🤔porcs1 avr. 2014 •
Jean-Luc Bleunven •
élevageabandonbilan réel simplifiécalculconséquencesrejets et effluents M. Jean-Luc Bleunven attire l'attention de M. le ministre de l'agriculture, de l'agroalimentaire et de la forêt sur les modalités de calculs des rejets des élevages porcins dans le cadre de l'instruction de dossiers
Intergouvernmental panel on climate change, dit IPCC. Les calculs des rejets des élevages porcins dans le cadre de dossiers IPCC pouvaient, jusqu'il y a peu de temps, être réalisés de trois façons différentes : en utilisant les références dites Corpen standards, c'est-à-dire sans amélioration de l'alimentation ; par la méthode dite biphase qui signifie avec amélioration de l'alimentation, et qui est la situation la plus courante ; ou à l'aide du bilan réel simplifié, tel que le prévoyait une circulaire datée de 2004. L'utilisation du bilan réel simplifié permettait de tenir compte des performances réelles de l'élevage en termes d'indice de consommation ou de composition des aliments.
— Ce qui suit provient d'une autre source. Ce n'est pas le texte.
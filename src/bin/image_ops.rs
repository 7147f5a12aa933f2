//! image_ops - run the basic image operations on one image
//!
//! Loads a color image and writes one output file per operation:
//! grayscale, resize, Gaussian blur, Canny edges, brightness/contrast, rotation,
//! flip and the shape overlay.

use anyhow::{anyhow, Context, Result};
use clap::Parser;
use std::io::IsTerminal;
use std::path::{Path, PathBuf};

use framepipe::readers::{read_image, ImageKind};
use framepipe::sink::save_frame;
use framepipe::transform::{
    Canny, ConvertColor, DrawShapes, Flip, FlipMode, GaussianBlur, Resize, Rotate, ScaleAbs,
};
use framepipe::{Frame, Transform};

#[path = "../ui.rs"]
mod ui;

#[derive(Parser, Debug)]
#[command(name = "image_ops", about = "Apply basic image operations to one image")]
struct Args {
    /// Input image
    #[arg(long, value_name = "PATH")]
    input: PathBuf,

    /// Directory for the output images
    #[arg(long, default_value = "image_ops_out", value_name = "DIR")]
    out: PathBuf,

    /// Resize target width
    #[arg(long, default_value_t = 200)]
    width: u32,

    /// Resize target height
    #[arg(long, default_value_t = 200)]
    height: u32,

    /// Gaussian kernel size (odd)
    #[arg(long, default_value_t = 15)]
    blur: u32,

    /// Canny lower hysteresis threshold
    #[arg(long, default_value_t = 50.0)]
    canny_low: f32,

    /// Canny upper hysteresis threshold
    #[arg(long, default_value_t = 150.0)]
    canny_high: f32,

    /// Contrast gain
    #[arg(long, default_value_t = 1.5)]
    alpha: f32,

    /// Brightness offset
    #[arg(long, default_value_t = 50.0)]
    beta: f32,

    /// Rotation angle in degrees (counter-clockwise)
    #[arg(long, default_value_t = 45.0)]
    angle: f64,

    /// Flip code: 0 vertical, 1 horizontal, -1 both
    #[arg(long, default_value_t = 1, allow_hyphen_values = true)]
    flip_code: i32,

    /// UI mode for stderr progress (auto|plain|pretty)
    #[arg(long, default_value = "auto", value_name = "MODE")]
    ui: String,
}

fn main() -> Result<()> {
    env_logger::Builder::from_env(env_logger::Env::default().default_filter_or("info")).init();

    let args = Args::parse();
    let is_tty = std::io::stderr().is_terminal();
    let ui = ui::Ui::from_args(Some(&args.ui), is_tty, false);

    std::fs::create_dir_all(&args.out)
        .with_context(|| format!("failed to create {}", args.out.display()))?;

    let image = {
        let _stage = ui.stage("Load image");
        read_image(ImageKind::Color, &args.input)?
    };
    log::info!(
        "image_ops: loaded {} ({}x{})",
        args.input.display(),
        image.width(),
        image.height()
    );
    write(&args.out, "original", &image)?;

    let gray = run(&ui, &args.out, "grayscale", &mut ConvertColor::to_gray(), &image)?;
    run(&ui, &args.out, "resized", &mut Resize::new(args.width, args.height), &image)?;
    run(&ui, &args.out, "blurred", &mut GaussianBlur::new(args.blur), &image)?;
    run(
        &ui,
        &args.out,
        "edges",
        &mut Canny::new(args.canny_low, args.canny_high),
        &gray,
    )?;
    run(
        &ui,
        &args.out,
        "brightness_contrast",
        &mut ScaleAbs::new(args.alpha, args.beta),
        &image,
    )?;
    run(&ui, &args.out, "rotated", &mut Rotate::new(args.angle), &image)?;
    run(
        &ui,
        &args.out,
        "flipped",
        &mut Flip::new(FlipMode::from_code(args.flip_code)),
        &image,
    )?;
    run(&ui, &args.out, "shapes", &mut DrawShapes, &image)?;

    println!("image_ops: wrote results to {}", args.out.display());
    Ok(())
}

fn run(
    ui: &ui::Ui,
    out: &Path,
    name: &str,
    op: &mut dyn Transform,
    input: &Frame,
) -> Result<Frame> {
    let result = {
        let _stage = ui.stage(name);
        op.apply(input.clone())
            .map_err(|e| anyhow!("{} failed: {}", op.name(), e))?
    };
    write(out, name, &result)?;
    Ok(result)
}

fn write(out: &Path, name: &str, frame: &Frame) -> Result<()> {
    let path = out.join(format!("{}.png", name));
    save_frame(frame, &path)?;
    log::info!("image_ops: {} -> {}", name, path.display());
    Ok(())
}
Cette option avait été retenue pour favoriser les démarches de progrès et inciter les éleveurs à aller plus loin dans la réduction préventive des rejets. Or la possibilité d'utiliser le bilan réel simplifié n'est plus possible depuis l'entrée en vigueur d'un arrêté ministériel en date de 2011, modifié en 2013. Pourtant, les références pour les vaches laitières ont été adaptées, afin de tenir compte de l'alimentation et du niveau de production, ce qui lui paraît une bonne chose. Cette situation est pénalisante pour les éleveurs porcins qui présentent de bonnes performances ou encore pour ceux qui voudraient s'engager dans une réduction plus aboutie de la teneur en protéines ou en phosphore des aliments. Le bilan réel simplifié présentait l'avantage d'offrir à ces éleveurs une possibilité simple et souple d'ajustement des modalités de calcul à l'évolution de conditions de leur production, qu'il s'agisse de la performance ou de l'alimentation. Son abandon n'encourage pas les démarches de progrès, et ne s'inscrit pas dans la logique de développement de l'agro-écologie telle que nous la soutenons. Sa question est simple. La filière porcine, notamment bretonne subit de plein fouet une crise structurelle. Par ailleurs, la question de la simplification administrative est un enjeu fort pour notre agriculture. Il souhaiterait savoir dans quelle mesure le bilan réel simplifié pourrait de nouveau servir de référence dans les calculs des rejets des élevages porcins dans le cadre de dossiers IPCC.